Dataset entries START

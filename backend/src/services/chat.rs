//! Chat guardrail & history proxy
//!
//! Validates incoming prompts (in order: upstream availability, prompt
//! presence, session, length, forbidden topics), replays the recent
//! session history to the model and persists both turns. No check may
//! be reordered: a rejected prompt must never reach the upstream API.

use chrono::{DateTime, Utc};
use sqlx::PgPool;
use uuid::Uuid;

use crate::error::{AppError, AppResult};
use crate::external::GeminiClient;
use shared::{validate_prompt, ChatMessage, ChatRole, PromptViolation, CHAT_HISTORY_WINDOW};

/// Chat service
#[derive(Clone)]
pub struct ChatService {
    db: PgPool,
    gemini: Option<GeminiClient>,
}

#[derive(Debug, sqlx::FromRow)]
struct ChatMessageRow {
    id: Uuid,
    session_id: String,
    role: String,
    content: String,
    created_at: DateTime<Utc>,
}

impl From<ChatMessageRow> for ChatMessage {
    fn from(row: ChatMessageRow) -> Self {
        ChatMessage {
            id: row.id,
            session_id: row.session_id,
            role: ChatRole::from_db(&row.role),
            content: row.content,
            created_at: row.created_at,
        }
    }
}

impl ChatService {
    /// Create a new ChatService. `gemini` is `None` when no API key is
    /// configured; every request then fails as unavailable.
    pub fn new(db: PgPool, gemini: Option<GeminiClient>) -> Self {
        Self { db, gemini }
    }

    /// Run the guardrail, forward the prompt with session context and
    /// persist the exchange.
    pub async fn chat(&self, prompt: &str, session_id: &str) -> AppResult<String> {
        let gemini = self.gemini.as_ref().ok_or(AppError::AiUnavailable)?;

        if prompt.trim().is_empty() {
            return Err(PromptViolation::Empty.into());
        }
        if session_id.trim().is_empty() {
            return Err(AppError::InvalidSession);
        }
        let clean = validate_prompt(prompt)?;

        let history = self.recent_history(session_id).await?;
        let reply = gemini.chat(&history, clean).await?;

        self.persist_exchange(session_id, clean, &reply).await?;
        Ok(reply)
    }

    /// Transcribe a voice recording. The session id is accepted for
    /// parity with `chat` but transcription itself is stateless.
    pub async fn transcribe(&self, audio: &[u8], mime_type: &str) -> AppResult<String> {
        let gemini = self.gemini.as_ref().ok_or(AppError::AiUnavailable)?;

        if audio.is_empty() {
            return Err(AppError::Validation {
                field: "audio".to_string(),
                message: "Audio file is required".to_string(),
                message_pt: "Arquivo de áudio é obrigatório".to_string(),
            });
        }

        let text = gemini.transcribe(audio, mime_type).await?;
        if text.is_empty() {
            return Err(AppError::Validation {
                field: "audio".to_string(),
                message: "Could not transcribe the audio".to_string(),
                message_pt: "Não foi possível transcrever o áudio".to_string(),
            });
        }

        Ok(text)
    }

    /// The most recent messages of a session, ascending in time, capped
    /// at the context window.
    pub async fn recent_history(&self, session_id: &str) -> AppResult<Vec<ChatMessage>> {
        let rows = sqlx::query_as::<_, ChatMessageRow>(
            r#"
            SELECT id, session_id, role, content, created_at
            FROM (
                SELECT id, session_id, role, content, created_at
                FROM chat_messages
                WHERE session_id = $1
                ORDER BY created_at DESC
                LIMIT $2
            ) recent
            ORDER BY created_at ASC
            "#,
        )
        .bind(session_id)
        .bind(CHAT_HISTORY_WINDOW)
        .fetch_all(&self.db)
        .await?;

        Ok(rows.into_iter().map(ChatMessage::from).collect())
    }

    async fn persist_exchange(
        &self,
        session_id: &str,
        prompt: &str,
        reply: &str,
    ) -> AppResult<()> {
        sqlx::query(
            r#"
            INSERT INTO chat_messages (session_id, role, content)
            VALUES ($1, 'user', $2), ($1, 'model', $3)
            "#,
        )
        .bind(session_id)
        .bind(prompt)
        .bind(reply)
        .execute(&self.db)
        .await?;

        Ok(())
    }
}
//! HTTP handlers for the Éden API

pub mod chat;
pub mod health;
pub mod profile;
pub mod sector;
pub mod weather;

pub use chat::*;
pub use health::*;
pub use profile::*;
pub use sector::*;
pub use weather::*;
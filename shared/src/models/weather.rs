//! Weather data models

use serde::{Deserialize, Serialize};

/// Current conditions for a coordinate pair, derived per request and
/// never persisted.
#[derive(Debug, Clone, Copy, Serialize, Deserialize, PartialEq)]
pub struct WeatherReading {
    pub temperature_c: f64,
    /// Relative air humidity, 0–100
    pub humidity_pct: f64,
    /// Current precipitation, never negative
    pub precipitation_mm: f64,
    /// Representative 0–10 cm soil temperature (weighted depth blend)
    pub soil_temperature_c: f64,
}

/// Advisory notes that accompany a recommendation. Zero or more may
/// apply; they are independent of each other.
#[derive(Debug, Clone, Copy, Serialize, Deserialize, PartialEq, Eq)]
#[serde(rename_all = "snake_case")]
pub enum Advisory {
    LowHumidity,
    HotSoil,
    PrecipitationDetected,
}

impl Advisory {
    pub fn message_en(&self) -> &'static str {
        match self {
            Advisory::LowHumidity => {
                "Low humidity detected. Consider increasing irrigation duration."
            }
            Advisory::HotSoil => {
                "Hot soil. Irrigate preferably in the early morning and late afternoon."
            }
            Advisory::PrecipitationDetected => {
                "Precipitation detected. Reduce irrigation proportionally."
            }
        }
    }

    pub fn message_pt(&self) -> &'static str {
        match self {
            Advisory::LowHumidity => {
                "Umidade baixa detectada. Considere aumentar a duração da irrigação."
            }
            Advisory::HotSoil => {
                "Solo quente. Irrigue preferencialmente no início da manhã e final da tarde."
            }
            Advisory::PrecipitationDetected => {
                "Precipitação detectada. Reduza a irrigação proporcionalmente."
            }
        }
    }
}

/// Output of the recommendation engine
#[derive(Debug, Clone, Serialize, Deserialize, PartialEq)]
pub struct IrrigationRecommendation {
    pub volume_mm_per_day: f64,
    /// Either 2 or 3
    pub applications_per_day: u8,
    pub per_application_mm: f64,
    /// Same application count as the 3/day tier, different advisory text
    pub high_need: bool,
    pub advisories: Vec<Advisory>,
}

Dataset entries END

• **Required work**
Of the lines in the data, report each one containing the string "ChatMessageRow".

• **Solution to this exercise**
struct ChatMessageRow {
impl From<ChatMessageRow> for ChatMessage {
    fn from(row: ChatMessageRow) -> Self {
        let rows = sqlx::query_as::<_, ChatMessageRow>(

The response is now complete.